● **REQUIRED WORK**: Return each line of the records below that contains the word "searching".

BEGIN DATA SUPPLIED

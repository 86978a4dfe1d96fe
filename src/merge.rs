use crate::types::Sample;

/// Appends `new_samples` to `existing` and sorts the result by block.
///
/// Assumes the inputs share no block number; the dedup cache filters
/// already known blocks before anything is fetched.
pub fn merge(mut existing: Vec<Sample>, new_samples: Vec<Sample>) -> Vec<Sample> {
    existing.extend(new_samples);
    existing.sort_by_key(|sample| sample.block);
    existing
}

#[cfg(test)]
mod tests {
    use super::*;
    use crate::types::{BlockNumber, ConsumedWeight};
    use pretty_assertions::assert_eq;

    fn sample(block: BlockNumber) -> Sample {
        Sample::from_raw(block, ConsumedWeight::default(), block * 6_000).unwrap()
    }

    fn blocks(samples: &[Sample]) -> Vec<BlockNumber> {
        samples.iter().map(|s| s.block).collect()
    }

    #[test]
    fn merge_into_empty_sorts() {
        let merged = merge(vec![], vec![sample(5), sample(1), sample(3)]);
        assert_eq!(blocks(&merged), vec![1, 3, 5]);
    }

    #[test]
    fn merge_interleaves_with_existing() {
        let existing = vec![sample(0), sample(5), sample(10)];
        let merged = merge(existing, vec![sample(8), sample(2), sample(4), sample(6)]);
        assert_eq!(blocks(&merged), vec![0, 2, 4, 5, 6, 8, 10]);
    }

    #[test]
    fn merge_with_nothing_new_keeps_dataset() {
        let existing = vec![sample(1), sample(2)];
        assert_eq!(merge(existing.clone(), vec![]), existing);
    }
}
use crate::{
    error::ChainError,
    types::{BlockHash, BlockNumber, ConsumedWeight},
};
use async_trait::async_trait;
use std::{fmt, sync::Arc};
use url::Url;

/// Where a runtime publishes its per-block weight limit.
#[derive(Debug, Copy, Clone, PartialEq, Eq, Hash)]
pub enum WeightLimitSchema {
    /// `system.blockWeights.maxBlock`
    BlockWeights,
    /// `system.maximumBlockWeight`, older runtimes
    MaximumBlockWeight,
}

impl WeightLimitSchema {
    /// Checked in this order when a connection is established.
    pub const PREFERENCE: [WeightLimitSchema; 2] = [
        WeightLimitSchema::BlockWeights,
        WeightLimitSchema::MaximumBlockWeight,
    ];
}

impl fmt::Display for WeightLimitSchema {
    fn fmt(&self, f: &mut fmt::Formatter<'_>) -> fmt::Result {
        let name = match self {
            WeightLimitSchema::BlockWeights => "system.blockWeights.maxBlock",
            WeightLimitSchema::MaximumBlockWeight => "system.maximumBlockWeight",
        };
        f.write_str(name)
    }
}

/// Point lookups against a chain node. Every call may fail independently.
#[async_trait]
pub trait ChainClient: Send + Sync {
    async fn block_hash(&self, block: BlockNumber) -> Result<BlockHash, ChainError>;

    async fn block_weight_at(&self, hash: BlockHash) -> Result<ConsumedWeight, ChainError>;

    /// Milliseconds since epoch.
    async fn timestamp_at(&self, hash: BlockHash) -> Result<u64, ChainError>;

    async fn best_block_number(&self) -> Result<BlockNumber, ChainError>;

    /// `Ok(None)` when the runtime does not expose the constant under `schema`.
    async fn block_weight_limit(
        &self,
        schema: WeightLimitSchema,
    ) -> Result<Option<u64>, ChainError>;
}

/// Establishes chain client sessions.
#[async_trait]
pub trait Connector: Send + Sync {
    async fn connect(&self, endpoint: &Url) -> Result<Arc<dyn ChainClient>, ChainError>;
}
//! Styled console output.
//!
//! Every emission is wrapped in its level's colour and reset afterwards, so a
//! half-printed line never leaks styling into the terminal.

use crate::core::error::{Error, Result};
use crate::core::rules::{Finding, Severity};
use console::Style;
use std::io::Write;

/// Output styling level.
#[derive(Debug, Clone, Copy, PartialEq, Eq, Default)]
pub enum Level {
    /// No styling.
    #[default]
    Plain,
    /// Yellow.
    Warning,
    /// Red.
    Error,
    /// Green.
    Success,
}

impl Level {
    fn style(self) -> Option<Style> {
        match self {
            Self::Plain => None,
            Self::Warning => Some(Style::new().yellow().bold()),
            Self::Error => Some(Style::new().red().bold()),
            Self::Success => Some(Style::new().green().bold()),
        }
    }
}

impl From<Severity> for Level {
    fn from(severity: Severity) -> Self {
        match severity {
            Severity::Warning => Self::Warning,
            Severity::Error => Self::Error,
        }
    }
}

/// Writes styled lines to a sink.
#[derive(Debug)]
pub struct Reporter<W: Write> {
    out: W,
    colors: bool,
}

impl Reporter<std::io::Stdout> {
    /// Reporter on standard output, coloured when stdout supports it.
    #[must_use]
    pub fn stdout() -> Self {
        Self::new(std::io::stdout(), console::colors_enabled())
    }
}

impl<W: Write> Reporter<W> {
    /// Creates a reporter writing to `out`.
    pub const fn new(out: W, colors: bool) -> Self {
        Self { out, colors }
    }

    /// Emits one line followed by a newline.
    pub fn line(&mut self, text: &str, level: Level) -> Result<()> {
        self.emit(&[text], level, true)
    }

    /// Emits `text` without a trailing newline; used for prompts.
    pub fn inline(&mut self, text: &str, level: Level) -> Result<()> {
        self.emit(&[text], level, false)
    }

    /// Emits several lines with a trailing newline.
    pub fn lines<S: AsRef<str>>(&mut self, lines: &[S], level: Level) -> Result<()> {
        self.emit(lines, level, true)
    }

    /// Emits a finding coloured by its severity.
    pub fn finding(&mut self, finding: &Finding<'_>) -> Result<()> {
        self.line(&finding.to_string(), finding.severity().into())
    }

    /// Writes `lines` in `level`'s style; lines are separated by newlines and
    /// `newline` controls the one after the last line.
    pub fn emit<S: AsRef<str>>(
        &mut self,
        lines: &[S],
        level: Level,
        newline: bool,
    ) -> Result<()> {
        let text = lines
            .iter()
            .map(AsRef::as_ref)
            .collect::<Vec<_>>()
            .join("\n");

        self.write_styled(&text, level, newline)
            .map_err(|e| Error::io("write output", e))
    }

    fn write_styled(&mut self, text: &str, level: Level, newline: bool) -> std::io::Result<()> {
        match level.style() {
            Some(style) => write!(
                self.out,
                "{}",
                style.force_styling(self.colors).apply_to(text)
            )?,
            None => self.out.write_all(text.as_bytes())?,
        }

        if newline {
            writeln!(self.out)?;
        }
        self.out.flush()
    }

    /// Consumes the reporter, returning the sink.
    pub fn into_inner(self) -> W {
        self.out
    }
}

END DATA SUPPLIED
BEGIN DATA SUPPLIED

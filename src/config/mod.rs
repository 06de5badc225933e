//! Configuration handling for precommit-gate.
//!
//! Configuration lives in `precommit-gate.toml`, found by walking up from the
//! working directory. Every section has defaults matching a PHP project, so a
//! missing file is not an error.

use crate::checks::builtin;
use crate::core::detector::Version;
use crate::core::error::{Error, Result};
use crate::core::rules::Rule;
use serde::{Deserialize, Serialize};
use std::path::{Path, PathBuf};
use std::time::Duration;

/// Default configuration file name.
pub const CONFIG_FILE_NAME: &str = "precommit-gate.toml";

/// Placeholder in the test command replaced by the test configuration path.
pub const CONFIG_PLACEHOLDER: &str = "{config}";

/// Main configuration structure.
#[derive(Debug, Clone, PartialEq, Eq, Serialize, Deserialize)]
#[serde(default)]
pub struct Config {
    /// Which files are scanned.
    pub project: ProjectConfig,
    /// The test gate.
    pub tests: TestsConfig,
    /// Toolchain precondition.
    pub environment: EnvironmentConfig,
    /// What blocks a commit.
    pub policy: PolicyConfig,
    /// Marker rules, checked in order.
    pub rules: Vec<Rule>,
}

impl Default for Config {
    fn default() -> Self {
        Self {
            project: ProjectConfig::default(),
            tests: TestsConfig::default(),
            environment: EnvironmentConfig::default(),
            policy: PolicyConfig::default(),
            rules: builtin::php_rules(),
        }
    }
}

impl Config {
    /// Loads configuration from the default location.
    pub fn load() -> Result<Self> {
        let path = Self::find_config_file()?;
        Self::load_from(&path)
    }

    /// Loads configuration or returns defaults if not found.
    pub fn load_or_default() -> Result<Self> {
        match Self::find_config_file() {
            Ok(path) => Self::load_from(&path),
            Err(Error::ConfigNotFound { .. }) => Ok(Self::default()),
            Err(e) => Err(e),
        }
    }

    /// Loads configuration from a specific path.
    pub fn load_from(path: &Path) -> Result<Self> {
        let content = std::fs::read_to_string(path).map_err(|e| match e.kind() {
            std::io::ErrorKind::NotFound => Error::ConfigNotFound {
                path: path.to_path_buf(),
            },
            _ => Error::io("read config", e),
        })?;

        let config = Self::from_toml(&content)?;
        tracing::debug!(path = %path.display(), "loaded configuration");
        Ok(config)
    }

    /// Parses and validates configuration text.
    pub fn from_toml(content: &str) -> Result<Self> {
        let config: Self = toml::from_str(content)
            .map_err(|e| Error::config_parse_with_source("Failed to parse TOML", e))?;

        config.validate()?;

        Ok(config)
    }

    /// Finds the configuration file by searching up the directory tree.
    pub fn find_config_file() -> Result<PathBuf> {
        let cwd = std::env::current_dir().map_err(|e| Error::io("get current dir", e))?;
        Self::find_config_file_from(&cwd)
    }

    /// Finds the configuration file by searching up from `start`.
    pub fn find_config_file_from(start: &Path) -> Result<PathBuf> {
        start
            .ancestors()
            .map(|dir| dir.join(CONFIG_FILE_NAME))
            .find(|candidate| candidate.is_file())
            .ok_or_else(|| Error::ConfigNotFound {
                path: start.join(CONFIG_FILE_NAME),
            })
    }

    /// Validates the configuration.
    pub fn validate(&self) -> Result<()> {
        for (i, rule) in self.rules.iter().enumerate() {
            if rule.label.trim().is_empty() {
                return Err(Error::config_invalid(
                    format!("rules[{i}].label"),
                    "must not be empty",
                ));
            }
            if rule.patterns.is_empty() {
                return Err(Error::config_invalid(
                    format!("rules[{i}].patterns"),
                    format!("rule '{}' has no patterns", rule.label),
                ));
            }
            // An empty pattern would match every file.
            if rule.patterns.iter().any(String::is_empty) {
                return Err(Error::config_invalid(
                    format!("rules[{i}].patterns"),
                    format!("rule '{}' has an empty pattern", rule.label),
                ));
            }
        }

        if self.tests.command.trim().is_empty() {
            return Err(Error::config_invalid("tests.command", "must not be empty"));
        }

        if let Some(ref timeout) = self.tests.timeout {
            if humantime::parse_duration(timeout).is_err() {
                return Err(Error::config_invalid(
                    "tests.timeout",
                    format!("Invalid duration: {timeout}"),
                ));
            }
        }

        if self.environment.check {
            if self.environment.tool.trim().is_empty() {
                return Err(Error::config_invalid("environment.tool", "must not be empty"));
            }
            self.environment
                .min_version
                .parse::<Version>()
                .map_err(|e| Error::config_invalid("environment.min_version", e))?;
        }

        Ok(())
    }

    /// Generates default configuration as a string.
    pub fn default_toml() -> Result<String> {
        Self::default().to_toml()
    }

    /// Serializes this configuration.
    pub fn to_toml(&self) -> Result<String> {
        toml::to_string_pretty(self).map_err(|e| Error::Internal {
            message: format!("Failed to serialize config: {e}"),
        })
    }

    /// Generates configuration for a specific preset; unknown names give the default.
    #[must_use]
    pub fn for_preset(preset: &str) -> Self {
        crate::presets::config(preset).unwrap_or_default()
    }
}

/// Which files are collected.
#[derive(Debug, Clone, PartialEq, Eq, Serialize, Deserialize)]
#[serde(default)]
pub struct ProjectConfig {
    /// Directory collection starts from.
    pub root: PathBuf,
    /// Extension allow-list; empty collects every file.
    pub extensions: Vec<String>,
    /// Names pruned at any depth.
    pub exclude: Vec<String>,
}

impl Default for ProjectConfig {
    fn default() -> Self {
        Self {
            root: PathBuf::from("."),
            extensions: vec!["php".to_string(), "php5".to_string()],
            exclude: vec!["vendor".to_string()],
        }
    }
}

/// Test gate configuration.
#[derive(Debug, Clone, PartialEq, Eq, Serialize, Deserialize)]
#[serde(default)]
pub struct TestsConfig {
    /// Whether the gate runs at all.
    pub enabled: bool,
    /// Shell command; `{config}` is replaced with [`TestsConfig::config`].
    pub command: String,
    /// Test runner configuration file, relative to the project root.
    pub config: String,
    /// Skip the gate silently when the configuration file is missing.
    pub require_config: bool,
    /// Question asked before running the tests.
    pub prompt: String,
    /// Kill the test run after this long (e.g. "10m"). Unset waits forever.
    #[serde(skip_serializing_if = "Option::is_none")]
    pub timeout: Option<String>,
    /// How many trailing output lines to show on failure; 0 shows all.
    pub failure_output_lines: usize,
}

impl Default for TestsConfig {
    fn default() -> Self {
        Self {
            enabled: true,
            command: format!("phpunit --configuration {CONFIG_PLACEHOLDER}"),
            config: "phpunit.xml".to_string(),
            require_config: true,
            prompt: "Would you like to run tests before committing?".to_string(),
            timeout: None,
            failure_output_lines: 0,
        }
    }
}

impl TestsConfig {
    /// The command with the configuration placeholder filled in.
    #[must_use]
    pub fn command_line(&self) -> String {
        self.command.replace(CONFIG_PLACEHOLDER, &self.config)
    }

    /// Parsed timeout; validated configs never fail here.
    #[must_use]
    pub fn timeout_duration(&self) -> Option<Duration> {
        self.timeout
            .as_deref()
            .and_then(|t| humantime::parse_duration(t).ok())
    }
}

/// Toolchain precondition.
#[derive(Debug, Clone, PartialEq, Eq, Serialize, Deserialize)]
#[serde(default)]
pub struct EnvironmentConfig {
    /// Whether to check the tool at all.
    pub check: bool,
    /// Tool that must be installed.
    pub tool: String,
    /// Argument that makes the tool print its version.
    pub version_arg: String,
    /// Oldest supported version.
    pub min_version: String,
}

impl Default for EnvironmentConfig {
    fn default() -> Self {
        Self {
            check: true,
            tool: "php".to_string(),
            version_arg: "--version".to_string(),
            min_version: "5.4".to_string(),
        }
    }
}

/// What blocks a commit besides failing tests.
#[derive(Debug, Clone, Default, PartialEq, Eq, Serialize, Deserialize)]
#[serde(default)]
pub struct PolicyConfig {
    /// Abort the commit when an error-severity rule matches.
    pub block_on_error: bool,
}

END DATA SUPPLIED
BEGIN DATA SUPPLIED

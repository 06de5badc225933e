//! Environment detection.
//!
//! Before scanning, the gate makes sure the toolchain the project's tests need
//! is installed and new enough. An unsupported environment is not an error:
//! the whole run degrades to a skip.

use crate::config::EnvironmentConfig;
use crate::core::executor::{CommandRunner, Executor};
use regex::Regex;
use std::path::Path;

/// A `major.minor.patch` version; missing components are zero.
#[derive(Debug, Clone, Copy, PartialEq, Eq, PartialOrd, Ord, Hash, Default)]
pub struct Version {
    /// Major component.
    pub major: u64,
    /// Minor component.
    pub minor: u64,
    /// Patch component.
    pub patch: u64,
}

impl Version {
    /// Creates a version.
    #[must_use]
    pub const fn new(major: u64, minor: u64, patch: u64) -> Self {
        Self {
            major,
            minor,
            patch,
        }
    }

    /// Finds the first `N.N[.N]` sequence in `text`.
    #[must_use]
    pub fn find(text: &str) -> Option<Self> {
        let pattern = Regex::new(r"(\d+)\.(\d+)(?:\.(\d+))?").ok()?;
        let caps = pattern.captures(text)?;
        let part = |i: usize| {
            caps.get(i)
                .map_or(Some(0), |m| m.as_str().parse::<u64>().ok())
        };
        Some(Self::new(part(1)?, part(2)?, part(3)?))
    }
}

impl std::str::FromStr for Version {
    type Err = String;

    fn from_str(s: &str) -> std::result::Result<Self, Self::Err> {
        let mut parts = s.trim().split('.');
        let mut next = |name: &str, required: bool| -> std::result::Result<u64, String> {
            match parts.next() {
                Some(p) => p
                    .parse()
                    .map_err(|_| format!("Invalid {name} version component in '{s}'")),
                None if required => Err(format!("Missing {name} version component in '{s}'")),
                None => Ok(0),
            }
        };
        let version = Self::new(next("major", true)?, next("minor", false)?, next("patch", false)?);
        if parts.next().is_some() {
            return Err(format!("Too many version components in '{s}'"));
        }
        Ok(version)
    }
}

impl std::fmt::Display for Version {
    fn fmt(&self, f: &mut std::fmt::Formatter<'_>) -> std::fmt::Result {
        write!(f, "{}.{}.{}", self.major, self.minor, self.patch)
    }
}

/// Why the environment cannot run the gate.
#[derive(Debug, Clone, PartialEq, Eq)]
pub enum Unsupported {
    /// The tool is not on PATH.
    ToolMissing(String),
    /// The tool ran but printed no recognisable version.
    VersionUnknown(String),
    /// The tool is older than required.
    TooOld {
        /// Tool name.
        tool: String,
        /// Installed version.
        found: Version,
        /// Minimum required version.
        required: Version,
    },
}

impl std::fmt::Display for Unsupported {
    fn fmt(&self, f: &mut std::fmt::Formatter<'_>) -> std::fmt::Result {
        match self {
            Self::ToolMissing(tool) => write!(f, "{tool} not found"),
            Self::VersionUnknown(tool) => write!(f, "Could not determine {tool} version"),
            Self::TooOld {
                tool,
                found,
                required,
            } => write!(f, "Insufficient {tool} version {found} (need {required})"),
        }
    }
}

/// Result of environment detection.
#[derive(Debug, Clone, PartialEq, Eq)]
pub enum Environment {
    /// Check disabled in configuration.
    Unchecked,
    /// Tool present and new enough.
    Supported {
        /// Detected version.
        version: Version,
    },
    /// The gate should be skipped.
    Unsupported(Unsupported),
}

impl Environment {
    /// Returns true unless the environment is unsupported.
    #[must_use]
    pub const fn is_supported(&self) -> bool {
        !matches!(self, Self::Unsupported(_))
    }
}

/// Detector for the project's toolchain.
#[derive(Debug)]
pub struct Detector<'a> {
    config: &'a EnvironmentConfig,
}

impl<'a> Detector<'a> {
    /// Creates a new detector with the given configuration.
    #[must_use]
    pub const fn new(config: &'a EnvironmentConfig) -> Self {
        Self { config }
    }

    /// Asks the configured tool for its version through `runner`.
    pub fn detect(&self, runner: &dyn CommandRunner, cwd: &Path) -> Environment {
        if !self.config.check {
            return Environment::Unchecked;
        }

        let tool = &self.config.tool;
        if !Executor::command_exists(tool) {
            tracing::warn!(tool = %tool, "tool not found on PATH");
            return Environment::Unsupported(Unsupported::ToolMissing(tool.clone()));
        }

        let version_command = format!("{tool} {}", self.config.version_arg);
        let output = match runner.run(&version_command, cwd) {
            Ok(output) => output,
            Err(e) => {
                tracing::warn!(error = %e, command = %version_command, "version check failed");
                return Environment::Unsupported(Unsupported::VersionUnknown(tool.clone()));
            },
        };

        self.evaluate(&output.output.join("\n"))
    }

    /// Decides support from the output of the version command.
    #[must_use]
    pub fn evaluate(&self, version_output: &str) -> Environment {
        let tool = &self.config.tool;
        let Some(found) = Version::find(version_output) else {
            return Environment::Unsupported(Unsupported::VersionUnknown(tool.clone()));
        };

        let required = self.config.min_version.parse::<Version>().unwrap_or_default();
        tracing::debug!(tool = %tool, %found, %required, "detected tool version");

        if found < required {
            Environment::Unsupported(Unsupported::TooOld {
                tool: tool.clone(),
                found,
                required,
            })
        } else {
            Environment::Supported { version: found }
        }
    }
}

END DATA SUPPLIED

● **SOLUTION TO THIS PROBLEM**:
    /// Finds the configuration file by searching up the directory tree.
    /// Finds the configuration file by searching up from `start`.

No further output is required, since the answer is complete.